*** Block opens ***

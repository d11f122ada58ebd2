//! Stringprops retrieval layer.
//!
//! Two ways to ask for records, one evaluation path:
//!
//! - **Structured**: build a [`FilterSpec`] (usually from request
//!   parameters), validate it, and run it through [`engine::apply`].
//! - **Free text**: hand a phrase to [`interpret`], which heuristically
//!   produces a `FilterSpec` via an ordered rule table, then evaluate the
//!   same way.
//!
//! Everything in this crate is pure and reentrant. The engine evaluates
//! snapshots produced by the store without taking any lock, and the
//! interpreter is a deterministic function of its input text.

pub mod engine;
mod error;
mod interpreter;
mod spec;

pub use crate::engine::{apply, matches};
pub use crate::error::QueryError;
pub use crate::interpreter::{interpret, rule_names};
pub use crate::spec::{parse_contains_character, FilterSpec};
//! Server initialization and routing
//!
//! This module handles the Axum server setup including:
//! - Router configuration with all API endpoints
//! - Middleware stack (request id, logging, CORS, timeout)
//! - Graceful shutdown handling

use crate::config::ServerConfig;
use crate::middleware::{log_requests, request_id};
use crate::routes::{api_info, not_found};
use crate::routes::{health, search, strings};
use crate::state::ServerState;
use axum::extract::DefaultBodyLimit;
use axum::middleware::from_fn;
use axum::routing::{delete, get, post};
use axum::Router;
use std::net::SocketAddr;
use std::sync::Arc;
use tower_http::cors::{Any, CorsLayer};
use tower_http::timeout::TimeoutLayer;
use tower_http::trace::TraceLayer;

/// Build the Axum router with all routes and middleware
///
/// Middleware stack (applied in reverse order):
/// 1. Request ID tracking
/// 2. Request logging
/// 3. Timeout handling
/// 4. CORS
/// 5. Body size limit
pub fn build_router(state: Arc<ServerState>) -> Router {
    // CORS layer
    let cors = if state.config.enable_cors {
        CorsLayer::new()
            .allow_origin(Any)
            .allow_methods(Any)
            .allow_headers(Any)
    } else {
        CorsLayer::new()
    };

    Router::new()
        .route("/", get(api_info))
        .route("/health", get(health::health_check))
        .route("/ready", get(health::readiness_check))
        // Records
        .route(
            "/strings",
            post(strings::create_string).get(strings::list_strings),
        )
        // Free-text search; registered before the dynamic {id} routes
        .route("/strings/nlp-query", get(search::nlp_query))
        .route("/strings/{id}", get(strings::get_string))
        .route("/strings/{id}", delete(strings::delete_string))
        .fallback(not_found)
        .layer(DefaultBodyLimit::max(state.config.max_body_size()))
        .layer(TimeoutLayer::new(state.config.timeout()))
        .layer(cors)
        .layer(from_fn(request_id))
        .layer(from_fn(log_requests))
        .layer(TraceLayer::new_for_http())
        .with_state(state)
}

/// Start the stringprops HTTP server
///
/// Initializes structured logging, builds the router around a fresh
/// server state, binds the configured TCP address, and serves until
/// SIGTERM or Ctrl+C.
pub async fn start_server(config: ServerConfig) -> anyhow::Result<()> {
    // Initialize tracing
    tracing_subscriber::fmt()
        .with_env_filter(tracing_subscriber::EnvFilter::new(&config.log_level))
        .with_target(false)
        .json()
        .init();

    // Create server state
    let state = Arc::new(ServerState::new(config.clone()));

    // Build router
    let app = build_router(state);

    // Parse bind address
    let addr: SocketAddr = config.socket_addr()?;

    tracing::info!("Starting stringprops server on {}", addr);
    tracing::info!(
        "Timeout: {}s, Max body: {}MB, CORS: {}",
        config.timeout_secs,
        config.max_body_size_mb,
        config.enable_cors
    );

    // Start server
    let listener = tokio::net::TcpListener::bind(addr).await?;
    axum::serve(listener, app)
        .with_graceful_shutdown(shutdown_signal())
        .await?;

    tracing::info!("Server shutdown complete");
    Ok(())
}

/// Shutdown signal handler
async fn shutdown_signal() {
    use tokio::signal;

    let ctrl_c = async {
        signal::ctrl_c()
            .await
            .expect("Failed to install Ctrl+C handler");
    };

    #[cfg(unix)]
    let terminate = async {
        signal::unix::signal(signal::unix::SignalKind::terminate())
            .expect("Failed to install signal handler")
            .recv()
            .await;
    };

    #[cfg(not(unix))]
    let terminate = std::future::pending::<()>();

    tokio::select! {
        _ = ctrl_c => tracing::info!("Received Ctrl+C, shutting down..."),
        _ = terminate => tracing::info!("Received SIGTERM, shutting down..."),
    }
}
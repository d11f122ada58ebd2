//! SHA-256 content hashing.
//!
//! The hex digest of a string's raw UTF-8 bytes is the identity of its
//! analysis record: identical inputs always map to the same digest, which
//! is what makes the store content-addressed and deduplicating.

use sha2::{Digest, Sha256};

/// Hash a string with SHA-256 and return a lowercase hex digest.
///
/// The digest is computed over the raw UTF-8 bytes of `value`; no
/// normalization or trimming is applied first.
///
/// # Returns
///
/// A 64-character lowercase hexadecimal string.
///
/// # Examples
///
/// ```rust
/// use analyzer::sha256_hex;
///
/// let digest = sha256_hex("hello world");
/// assert_eq!(digest.len(), 64);
///
/// // Deterministic
/// assert_eq!(digest, sha256_hex("hello world"));
///
/// // Different inputs produce different digests
/// assert_ne!(digest, sha256_hex("hello world!"));
/// ```
pub fn sha256_hex(value: &str) -> String {
    let mut hasher = Sha256::new();
    hasher.update(value.as_bytes());
    hex::encode(hasher.finalize())
}
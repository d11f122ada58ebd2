//! Stringprops server binary.
//!
//! Loads configuration from `stringprops.*` config files and
//! `STRINGPROPS__`-prefixed environment variables, then serves the REST
//! API until shutdown.

use server::ServerConfig;

#[tokio::main]
async fn main() -> anyhow::Result<()> {
    // Pick up a local .env if present
    dotenvy::dotenv().ok();

    // Load configuration
    let config = ServerConfig::load()?;

    // Start server
    server::start_server(config).await?;

    Ok(())
}
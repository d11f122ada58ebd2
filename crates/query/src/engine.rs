//! Filter evaluation.
//!
//! Pure predicate logic over record snapshots: no I/O, no locks, no
//! mutation. Safe to run against a [`StringStore::list`] snapshot from any
//! number of concurrent callers.
//!
//! [`StringStore::list`]: store::StringStore::list

use store::StringRecord;

use crate::spec::FilterSpec;

/// Evaluate a single record against a filter. Set fields compose with
/// logical AND; an empty spec matches everything.
pub fn matches(record: &StringRecord, spec: &FilterSpec) -> bool {
    let props = &record.properties;

    if let Some(want) = spec.is_palindrome {
        if props.is_palindrome != want {
            return false;
        }
    }
    if let Some(min) = spec.min_length {
        if props.length < min {
            return false;
        }
    }
    if let Some(max) = spec.max_length {
        if props.length > max {
            return false;
        }
    }
    if let Some(words) = spec.word_count {
        if props.word_count != words {
            return false;
        }
    }
    if let Some(c) = spec.contains_character {
        // Membership in the frequency map, i.e. at least one occurrence in
        // the raw value. Case-sensitive.
        if !props.character_frequency.contains_key(&c) {
            return false;
        }
    }

    true
}

/// Filter a snapshot of records, preserving input order.
pub fn apply(records: Vec<StringRecord>, spec: &FilterSpec) -> Vec<StringRecord> {
    records
        .into_iter()
        .filter(|record| matches(record, spec))
        .collect()
}

#[cfg(test)]
mod tests {
    use super::*;

    fn records(values: &[&str]) -> Vec<StringRecord> {
        values.iter().map(|v| StringRecord::analyze(v)).collect()
    }

    #[test]
    fn empty_spec_returns_input_unchanged() {
        let input = records(&["one", "two words", "racecar"]);
        let output = apply(input.clone(), &FilterSpec::default());
        assert_eq!(output, input);
    }

    #[test]
    fn palindrome_filter_selects_exactly() {
        let input = records(&["racecar", "hello", "Madam"]);
        let spec = FilterSpec {
            is_palindrome: Some(true),
            ..Default::default()
        };
        let values: Vec<_> = apply(input.clone(), &spec).into_iter().map(|r| r.value).collect();
        assert_eq!(values, vec!["racecar", "Madam"]);

        let spec = FilterSpec {
            is_palindrome: Some(false),
            ..Default::default()
        };
        let values: Vec<_> = apply(input, &spec).into_iter().map(|r| r.value).collect();
        assert_eq!(values, vec!["hello"]);
    }

    #[test]
    fn length_bounds_are_inclusive() {
        let input = records(&["abcd", "abcde", "abcdef"]);
        let spec = FilterSpec {
            min_length: Some(5),
            max_length: Some(5),
            ..Default::default()
        };
        let values: Vec<_> = apply(input, &spec).into_iter().map(|r| r.value).collect();
        assert_eq!(values, vec!["abcde"]);
    }

    #[test]
    fn predicates_compose_with_and() {
        let input = records(&["racecar", "madam", "deed", "not a palindrome at all"]);
        let spec = FilterSpec {
            is_palindrome: Some(true),
            min_length: Some(5),
            ..Default::default()
        };
        let values: Vec<_> = apply(input, &spec).into_iter().map(|r| r.value).collect();
        // "deed" is a palindrome but too short; the long one is long enough
        // but no palindrome.
        assert_eq!(values, vec!["racecar", "madam"]);
    }

    #[test]
    fn word_count_is_exact() {
        let input = records(&["one", "two words", "three word phrase"]);
        let spec = FilterSpec {
            word_count: Some(2),
            ..Default::default()
        };
        let values: Vec<_> = apply(input, &spec).into_iter().map(|r| r.value).collect();
        assert_eq!(values, vec!["two words"]);
    }

    #[test]
    fn contains_character_is_case_sensitive() {
        let input = records(&["Zebra", "zebra", "horse"]);

        let spec = FilterSpec {
            contains_character: Some('Z'),
            ..Default::default()
        };
        let values: Vec<_> = apply(input.clone(), &spec).into_iter().map(|r| r.value).collect();
        assert_eq!(values, vec!["Zebra"]);

        let spec = FilterSpec {
            contains_character: Some('z'),
            ..Default::default()
        };
        let values: Vec<_> = apply(input, &spec).into_iter().map(|r| r.value).collect();
        assert_eq!(values, vec!["zebra"]);
    }

    #[test]
    fn contains_character_matches_spaces_and_punctuation() {
        let input = records(&["with space", "none"]);
        let spec = FilterSpec {
            contains_character: Some(' '),
            ..Default::default()
        };
        let values: Vec<_> = apply(input, &spec).into_iter().map(|r| r.value).collect();
        assert_eq!(values, vec!["with space"]);
    }
}
//! The analysis result type.

use std::collections::BTreeMap;

use serde::{Deserialize, Serialize};

/// Structural properties of a single string.
///
/// Produced exclusively by [`analyze()`](crate::analyze) and deterministic
/// for a given input: same string = same `StringProperties` on any
/// machine, at any time. The `sha256_hash` field is the content address
/// used as the record identifier downstream.
///
/// # Structure
///
/// ```text
/// StringProperties
/// ├── length: usize                           # code points in the raw string
/// ├── is_palindrome: bool                     # checked over the normalized form
/// ├── unique_characters: usize                # distinct raw characters
/// ├── word_count: usize                       # whitespace-delimited tokens
/// ├── sha256_hash: String                     # 64-char lowercase hex digest
/// └── character_frequency: BTreeMap<char, _>  # raw character -> occurrences
/// ```
#[derive(Debug, Clone, Serialize, Deserialize, PartialEq, Eq)]
#[serde(rename_all = "camelCase")]
pub struct StringProperties {
    /// Number of Unicode code points in the raw string. This is a character
    /// count, not a byte count: `"é"` and `"😀"` each contribute one.
    pub length: usize,

    /// Whether the string reads the same forwards and backwards after
    /// normalization (lowercased, non-alphanumerics removed). See
    /// [`is_palindrome()`](crate::is_palindrome).
    pub is_palindrome: bool,

    /// Count of distinct raw characters. Always equals the key count of
    /// `character_frequency`.
    pub unique_characters: usize,

    /// Number of maximal non-whitespace runs when splitting on Unicode
    /// whitespace. Empty and whitespace-only strings have zero words.
    pub word_count: usize,

    /// Lowercase hex SHA-256 digest of the raw UTF-8 bytes. See
    /// [`sha256_hex()`](crate::sha256_hex).
    pub sha256_hash: String,

    /// Occurrence count for every raw character, spaces and punctuation
    /// included. The values sum to `length`. Ordered map so serialized
    /// output is deterministic.
    pub character_frequency: BTreeMap<char, usize>,
}
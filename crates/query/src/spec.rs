//! The filter specification type.

use serde::{Deserialize, Serialize};

use crate::error::QueryError;

/// A structured filter over stored records.
///
/// Ephemeral: constructed per query (either directly from request
/// parameters or by the interpreter) and never persisted. Every field is
/// optional; an unset field imposes no constraint, so the default spec
/// matches everything. Set fields compose with logical AND.
///
/// Serialized with camelCase names and absent fields omitted, which makes
/// the serialized form usable verbatim as the `interpretedQuery` echo in
/// responses.
#[derive(Debug, Default, Clone, PartialEq, Eq, Serialize, Deserialize)]
#[serde(rename_all = "camelCase", default)]
pub struct FilterSpec {
    /// Exact match on the palindrome property.
    #[serde(skip_serializing_if = "Option::is_none")]
    pub is_palindrome: Option<bool>,

    /// Inclusive lower bound on character length.
    #[serde(skip_serializing_if = "Option::is_none")]
    pub min_length: Option<usize>,

    /// Inclusive upper bound on character length.
    #[serde(skip_serializing_if = "Option::is_none")]
    pub max_length: Option<usize>,

    /// Exact match on the word count.
    #[serde(skip_serializing_if = "Option::is_none")]
    pub word_count: Option<usize>,

    /// Record must contain this character at least once (case-sensitive).
    #[serde(skip_serializing_if = "Option::is_none")]
    pub contains_character: Option<char>,
}

impl FilterSpec {
    /// Whether no field is set. An empty spec matches every record; the
    /// boundary treats an empty *interpreted* spec as an uninterpretable
    /// query.
    pub fn is_empty(&self) -> bool {
        self.is_palindrome.is_none()
            && self.min_length.is_none()
            && self.max_length.is_none()
            && self.word_count.is_none()
            && self.contains_character.is_none()
    }

    /// Validate cross-field consistency: the length window must not be
    /// inverted.
    pub fn validate(&self) -> Result<(), QueryError> {
        if let (Some(min), Some(max)) = (self.min_length, self.max_length) {
            if min > max {
                return Err(QueryError::InvalidRange { min, max });
            }
        }
        Ok(())
    }
}

/// Parse a raw `containsCharacter` parameter into a single character.
///
/// The wire value is a string; anything other than exactly one character
/// is rejected with [`QueryError::InvalidCharacterFilter`]. Multi-byte
/// characters count as one: `"é"` and `"😀"` are valid filters.
pub fn parse_contains_character(raw: &str) -> Result<char, QueryError> {
    let mut chars = raw.chars();
    match (chars.next(), chars.next()) {
        (Some(c), None) => Ok(c),
        _ => Err(QueryError::InvalidCharacterFilter(raw.to_string())),
    }
}
use serde::{Deserialize, Serialize};
use std::net::SocketAddr;
use std::time::Duration;

/// Server configuration
#[derive(Debug, Clone, Deserialize, Serialize)]
pub struct ServerConfig {
    /// Server bind address
    #[serde(default = "default_bind_addr")]
    pub bind_addr: String,

    /// Server port
    #[serde(default = "default_port")]
    pub port: u16,

    /// Request timeout in seconds
    #[serde(default = "default_timeout_secs")]
    pub timeout_secs: u64,

    /// Maximum request body size in MB
    #[serde(default = "default_max_body_size_mb")]
    pub max_body_size_mb: usize,

    /// Enable CORS
    #[serde(default = "default_true")]
    pub enable_cors: bool,

    /// Log level
    #[serde(default = "default_log_level")]
    pub log_level: String,
}

impl Default for ServerConfig {
    fn default() -> Self {
        Self {
            bind_addr: default_bind_addr(),
            port: default_port(),
            timeout_secs: default_timeout_secs(),
            max_body_size_mb: default_max_body_size_mb(),
            enable_cors: default_true(),
            log_level: default_log_level(),
        }
    }
}

impl ServerConfig {
    /// Load configuration from environment variables and config files
    pub fn load() -> anyhow::Result<Self> {
        let builder = config::Config::builder()
            // Load from file if exists
            .add_source(config::File::with_name("stringprops").required(false))
            // Override with environment variables
            .add_source(config::Environment::with_prefix("STRINGPROPS").separator("__"));

        let config: ServerConfig = builder.build()?.try_deserialize()?;
        Ok(config)
    }

    /// Get the socket address to bind to
    pub fn socket_addr(&self) -> anyhow::Result<SocketAddr> {
        let addr_str = format!("{}:{}", self.bind_addr, self.port);
        Ok(addr_str.parse()?)
    }

    /// Get request timeout as Duration
    pub fn timeout(&self) -> Duration {
        Duration::from_secs(self.timeout_secs)
    }

    /// Get max body size in bytes
    pub fn max_body_size(&self) -> usize {
        self.max_body_size_mb * 1024 * 1024
    }
}

fn default_bind_addr() -> String {
    "0.0.0.0".to_string()
}

fn default_port() -> u16 {
    8080
}

fn default_timeout_secs() -> u64 {
    30
}

fn default_max_body_size_mb() -> usize {
    10
}

fn default_true() -> bool {
    true
}

fn default_log_level() -> String {
    "info".to_string()
}

#[cfg(test)]
mod tests {
    use super::*;

    #[test]
    fn test_default_config() {
        let cfg = ServerConfig::default();
        assert_eq!(cfg.port, 8080);
        assert_eq!(cfg.timeout_secs, 30);
        assert_eq!(cfg.max_body_size_mb, 10);
        assert!(cfg.enable_cors);
    }

    #[test]
    fn test_socket_addr() {
        let cfg = ServerConfig::default();
        let addr = cfg.socket_addr().unwrap();
        assert_eq!(addr.port(), 8080);
    }

    #[test]
    fn test_max_body_size_in_bytes() {
        let cfg = ServerConfig::default();
        assert_eq!(cfg.max_body_size(), 10 * 1024 * 1024);
    }
}
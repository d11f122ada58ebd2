//! Palindrome normalization.
//!
//! The palindrome check does not run over the raw string. The input is
//! first case-folded to lowercase, then every character that is not a
//! letter or digit is removed; the check compares that normalized sequence
//! to its reverse. "A man, a plan, a canal: Panama" is a palindrome under
//! this definition; `"ab ba"` and `"AbBa"` are too.
//!
//! Normalization is only ever applied to the palindrome check. Length,
//! frequency, and hashing all see the raw string.

/// Produce the normalized form used by the palindrome check: lowercase,
/// with all non-alphanumeric characters removed.
///
/// Alphanumeric follows the Unicode definition (`char::is_alphanumeric`),
/// so letters and digits from any script survive normalization.
///
/// # Examples
///
/// ```rust
/// use analyzer::normalize_for_palindrome;
///
/// assert_eq!(normalize_for_palindrome("A man, a plan"), "amanaplan");
/// assert_eq!(normalize_for_palindrome("  \t"), "");
/// ```
pub fn normalize_for_palindrome(value: &str) -> String {
    value
        .to_lowercase()
        .chars()
        .filter(|c| c.is_alphanumeric())
        .collect()
}

/// Check whether a string reads the same forwards and backwards after
/// normalization.
///
/// The empty string (and any string whose normalized form is empty, such
/// as pure punctuation or whitespace) is considered a palindrome: the
/// empty sequence equals its own reverse.
pub fn is_palindrome(value: &str) -> bool {
    let normalized: Vec<char> = normalize_for_palindrome(value).chars().collect();
    normalized.iter().eq(normalized.iter().rev())
}
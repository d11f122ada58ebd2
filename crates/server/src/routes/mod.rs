//! API route handlers
//!
//! This module contains all HTTP endpoint implementations for the
//! stringprops server. Routes are organized by functionality:
//!
//! - `health`: Health checks and readiness
//! - `strings`: Record creation, retrieval, deletion, and structured
//!   filtering
//! - `search`: Free-text query interpretation over stored records

pub mod health;
pub mod search;
pub mod strings;

use crate::error::{ServerError, ServerResult};
use axum::response::IntoResponse;
use axum::Json;
use serde_json::json;

/// API version and base info
///
/// Returns server information including version and available endpoints.
/// This is the root endpoint (GET /) and requires no authentication.
pub async fn api_info() -> ServerResult<impl IntoResponse> {
    Ok(Json(json!({
        "name": "Stringprops Server",
        "version": env!("CARGO_PKG_VERSION"),
        "endpoints": [
            "/strings",
            "/strings/{id}",
            "/strings/nlp-query",
            "/health",
            "/ready"
        ]
    })))
}

/// 404 Not Found handler
///
/// Returns a standardized error response for undefined routes.
pub async fn not_found() -> ServerError {
    ServerError::NotFound
}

*** Block closes ***

### Your task
Your answer must be a single number: the count of lines above that contain the string "fields".

### Reply to the exercise
3